Peritoneal metastases from colorectal cancer belong to Consensus Molecular Subtype 4 and are sensitised to oxaliplatin by inhibiting reducing capacity

• Published in: British journal of cancer Vol. 126; no. 12; pp. 1824 - 1833
• Main Authors: Laoukili, Jamila, Constantinides, Alexander, Wassenaar, Emma C. E., Elias, Sjoerd G., Raats, Danielle A. E., van Schelven, Susanne J., van Wettum, Jonathan, Volckmann, Richard, Koster, Jan, Huitema, Alwin D. R., Nienhuijs, Simon W., de Hingh, Ignace H. J. T., Wiezer, René J., van Grevenstein, Helma M. U., Rinkes, Inne H. M. Borel, Boerma, Djamila, Kranenburg, Onno
• Format: Journal Article
• Language: English
• Published: London Nature Publishing Group UK 01.06.2022; Nature Publishing Group
• Subjects: 631/67/1059/2326; 692/4028/67/1504/1885; Biomedical and Life Sciences; Biomedicine; Cancer Research; Colorectal cancer; Colorectal carcinoma; Detoxification; DNA adducts; Drug Resistance; Epidemiology; Glutamate-cysteine ligase; Glutathione; Metastases; Metastasis; Molecular Medicine; Oncology; Organoids; Oxaliplatin; Peritoneum; Tumors
• ISSN: 0007-0920; 1532-1827
• DOI: 10.1038/s41416-022-01742-5

Background Peritoneal metastases (PM) in colorectal cancer (CRC) are associated with therapy resistance and poor survival. Oxaliplatin monotherapy is widely applied in the intraperitoneal treatment of PM, but fails to yield clinical benefit. We aimed to identify the mechanism(s) underlying PM resistance to oxaliplatin and to develop strategies overcoming such resistance. Experimental design We generated a biobank consisting of 35 primary tumour regions and 59 paired PM from 12 patients. All samples were analysed by RNA sequencing.
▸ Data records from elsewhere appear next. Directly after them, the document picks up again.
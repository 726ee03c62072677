//! Client configuration, its validating builder, and environment loading.

// self
use crate::{
	_prelude::*,
	auth::{Principal, PrincipalPolicy},
	endpoint::EndpointRegistry,
	error::ConfigError,
};

/// Default bound on a single outbound attempt.
pub const DEFAULT_REQUEST_TIMEOUT: StdDuration = StdDuration::from_secs(12);
/// Default pause between connectivity failures.
pub const DEFAULT_RETRY_DELAY: StdDuration = StdDuration::from_millis(300);
/// Default window before expiry in which a credential is refreshed proactively.
pub const DEFAULT_REFRESH_SKEW: Duration = Duration::seconds(30);
/// Default lifetime for access tokens whose expiry cannot be determined.
pub const DEFAULT_TOKEN_LIFETIME: Duration = Duration::minutes(15);
/// Default refresh path for the user principal.
pub const DEFAULT_USER_REFRESH_PATH: &str = "/api/auth/refresh";
/// Default refresh path for the admin principal.
pub const DEFAULT_ADMIN_REFRESH_PATH: &str = "/api/admin/auth/refresh";
/// Default health-check path.
pub const DEFAULT_HEALTH_PATH: &str = "/health";

/// Comma or whitespace separated candidate base URLs.
pub const ENV_ENDPOINTS: &str = "API_CLIENT_ENDPOINTS";
/// Optional default endpoint; must be one of the candidates.
pub const ENV_DEFAULT_ENDPOINT: &str = "API_CLIENT_DEFAULT_ENDPOINT";
/// Per-attempt timeout in milliseconds.
pub const ENV_REQUEST_TIMEOUT_MS: &str = "API_CLIENT_REQUEST_TIMEOUT_MS";
/// Retry delay in milliseconds.
pub const ENV_RETRY_DELAY_MS: &str = "API_CLIENT_RETRY_DELAY_MS";
/// `user`, `admin`, or unset for the prefer-user policy.
pub const ENV_PRINCIPAL: &str = "API_CLIENT_PRINCIPAL";

/// Validated configuration for an [`ApiClient`](crate::client::ApiClient).
#[derive(Clone, Debug)]
pub struct ClientConfig {
	candidates: Arc<[Url]>,
	default_endpoint: Url,
	/// Policy deciding which stored credential is presented.
	pub principal_policy: PrincipalPolicy,
	/// Bound on each outbound attempt; expiry counts as a connectivity failure.
	pub request_timeout: StdDuration,
	/// Pause before trying the next candidate after a connectivity failure.
	pub retry_delay: StdDuration,
	/// Credentials expiring within this window are refreshed before the call.
	pub refresh_skew: Duration,
	/// Lifetime assumed when neither the backend nor the token states an expiry.
	pub default_token_lifetime: Duration,
	/// Refresh path for [`Principal::User`].
	pub user_refresh_path: String,
	/// Refresh path for [`Principal::Admin`].
	pub admin_refresh_path: String,
	/// Path probed by health checks.
	pub health_path: String,
}
impl ClientConfig {
	/// Returns a builder populated with the default timings and paths.
	pub fn builder() -> ClientConfigBuilder {
		ClientConfigBuilder::default()
	}

	/// Loads the configuration from the process environment.
	pub fn from_env() -> Result<Self, ConfigError> {
		Self::from_lookup(|name| std::env::var(name).ok())
	}

	/// Loads the configuration through `lookup`, which maps variable names to values.
	pub fn from_lookup<F>(lookup: F) -> Result<Self, ConfigError>
	where
		F: Fn(&'static str) -> Option<String>,
	{
		let read = |name| lookup(name).filter(|value: &String| !value.trim().is_empty());
		let raw_endpoints =
			read(ENV_ENDPOINTS).ok_or(ConfigError::MissingVariable { name: ENV_ENDPOINTS })?;
		let mut builder = Self::builder();

		for value in raw_endpoints.split(|c: char| c == ',' || c.is_whitespace()) {
			if !value.is_empty() {
				builder = builder.endpoint(parse_endpoint(value)?);
			}
		}
		if let Some(value) = read(ENV_DEFAULT_ENDPOINT) {
			builder = builder.default_endpoint(parse_endpoint(value.trim())?);
		}
		if let Some(value) = read(ENV_REQUEST_TIMEOUT_MS) {
			builder = builder.request_timeout(parse_millis(ENV_REQUEST_TIMEOUT_MS, value)?);
		}
		if let Some(value) = read(ENV_RETRY_DELAY_MS) {
			builder = builder.retry_delay(parse_millis(ENV_RETRY_DELAY_MS, value)?);
		}
		if let Some(value) = read(ENV_PRINCIPAL) {
			let principal = Principal::from_str(value.trim())
				.map_err(|_| ConfigError::InvalidVariable { name: ENV_PRINCIPAL, value })?;

			builder = builder.principal_policy(PrincipalPolicy::Fixed(principal));
		}

		builder.build()
	}

	/// Candidate base addresses in configuration order, deduplicated.
	pub fn candidates(&self) -> &[Url] {
		&self.candidates
	}

	/// Endpoint that seeds the last-known-good pointer.
	pub fn default_endpoint(&self) -> &Url {
		&self.default_endpoint
	}

	/// Refresh path used for `principal`.
	pub fn refresh_path(&self, principal: Principal) -> &str {
		match principal {
			Principal::User => &self.user_refresh_path,
			Principal::Admin => &self.admin_refresh_path,
		}
	}

	/// Creates a fresh registry whose last-known-good pointer starts at the default.
	pub fn registry(&self) -> EndpointRegistry {
		EndpointRegistry::from_validated(self.candidates.clone(), self.default_endpoint.clone())
	}
}

/// Builder for [`ClientConfig`] values.
#[derive(Debug)]
pub struct ClientConfigBuilder {
	endpoints: Vec<Url>,
	default_endpoint: Option<Url>,
	principal_policy: PrincipalPolicy,
	request_timeout: StdDuration,
	retry_delay: StdDuration,
	refresh_skew: Duration,
	default_token_lifetime: Duration,
	user_refresh_path: String,
	admin_refresh_path: String,
	health_path: String,
}
impl ClientConfigBuilder {
	/// Appends one candidate base address.
	pub fn endpoint(mut self, url: Url) -> Self {
		self.endpoints.push(url);

		self
	}

	/// Appends several candidate base addresses.
	pub fn endpoints<I>(mut self, urls: I) -> Self
	where
		I: IntoIterator<Item = Url>,
	{
		self.endpoints.extend(urls);

		self
	}

	/// Designates the default endpoint; the first candidate is used otherwise.
	pub fn default_endpoint(mut self, url: Url) -> Self {
		self.default_endpoint = Some(url);

		self
	}

	/// Overrides the principal policy.
	pub fn principal_policy(mut self, policy: PrincipalPolicy) -> Self {
		self.principal_policy = policy;

		self
	}

	/// Overrides the per-attempt timeout.
	pub fn request_timeout(mut self, timeout: StdDuration) -> Self {
		self.request_timeout = timeout;

		self
	}

	/// Overrides the delay between connectivity failures.
	pub fn retry_delay(mut self, delay: StdDuration) -> Self {
		self.retry_delay = delay;

		self
	}

	/// Overrides the proactive refresh window.
	pub fn refresh_skew(mut self, skew: Duration) -> Self {
		self.refresh_skew = skew;

		self
	}

	/// Overrides the fallback token lifetime.
	pub fn default_token_lifetime(mut self, lifetime: Duration) -> Self {
		self.default_token_lifetime = lifetime;

		self
	}

	/// Overrides the user refresh path.
	pub fn user_refresh_path(mut self, path: impl Into<String>) -> Self {
		self.user_refresh_path = path.into();

		self
	}

	/// Overrides the admin refresh path.
	pub fn admin_refresh_path(mut self, path: impl Into<String>) -> Self {
		self.admin_refresh_path = path.into();

		self
	}

	/// Overrides the health-check path.
	pub fn health_path(mut self, path: impl Into<String>) -> Self {
		self.health_path = path.into();

		self
	}

	/// Consumes the builder and validates the resulting configuration.
	pub fn build(self) -> Result<ClientConfig, ConfigError> {
		if self.request_timeout.is_zero() {
			return Err(ConfigError::ZeroTimeout);
		}

		let registry = EndpointRegistry::new(self.endpoints, self.default_endpoint)?;

		Ok(ClientConfig {
			candidates: registry.candidates().into(),
			default_endpoint: registry.default_endpoint().clone(),
			principal_policy: self.principal_policy,
			request_timeout: self.request_timeout,
			retry_delay: self.retry_delay,
			refresh_skew: self.refresh_skew,
			default_token_lifetime: self.default_token_lifetime,
			user_refresh_path: self.user_refresh_path,
			admin_refresh_path: self.admin_refresh_path,
			health_path: self.health_path,
		})
	}
}
impl Default for ClientConfigBuilder {
	fn default() -> Self {
		Self {
			endpoints: Vec::new(),
			default_endpoint: None,
			principal_policy: PrincipalPolicy::default(),
			request_timeout: DEFAULT_REQUEST_TIMEOUT,
			retry_delay: DEFAULT_RETRY_DELAY,
			refresh_skew: DEFAULT_REFRESH_SKEW,
			default_token_lifetime: DEFAULT_TOKEN_LIFETIME,
			user_refresh_path: DEFAULT_USER_REFRESH_PATH.into(),
			admin_refresh_path: DEFAULT_ADMIN_REFRESH_PATH.into(),
			health_path: DEFAULT_HEALTH_PATH.into(),
		}
	}
}

fn parse_endpoint(value: &str) -> Result<Url, ConfigError> {
	Url::parse(value)
		.map_err(|source| ConfigError::InvalidEndpoint { value: value.to_owned(), source })
}

fn parse_millis(name: &'static str, value: String) -> Result<StdDuration, ConfigError> {
	match value.trim().parse::<u64>() {
		Ok(millis) => Ok(StdDuration::from_millis(millis)),
		Err(_) => Err(ConfigError::InvalidVariable { name, value }),
	}
}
We also generated a series of PM-derived organoid (PMDO) cultures and used these to design and test strategies to overcome resistance to oxaliplatin. Results PM displayed various hallmarks of aggressive CRC biology. The vast majority of PM and paired primary tumours belonged to the Consensus Molecular Subtype 4 (CMS4). PMDO cultures were resistant to oxaliplatin and expressed high levels of glutamate-cysteine ligase (GCLC) causing detoxification of oxaliplatin through glutathione synthesis. Genetic or pharmacological targeting of GCLC sensitised PMDOs to a 1-h exposure to oxaliplatin, through increased platinum-DNA adduct formation. Conclusions These results link oxaliplatin resistance of colorectal PM to their CMS4 status and high reducing capacity. Inhibiting the reducing capacity of PM may be an effective strategy to overcome PM resistance to oxaliplatin.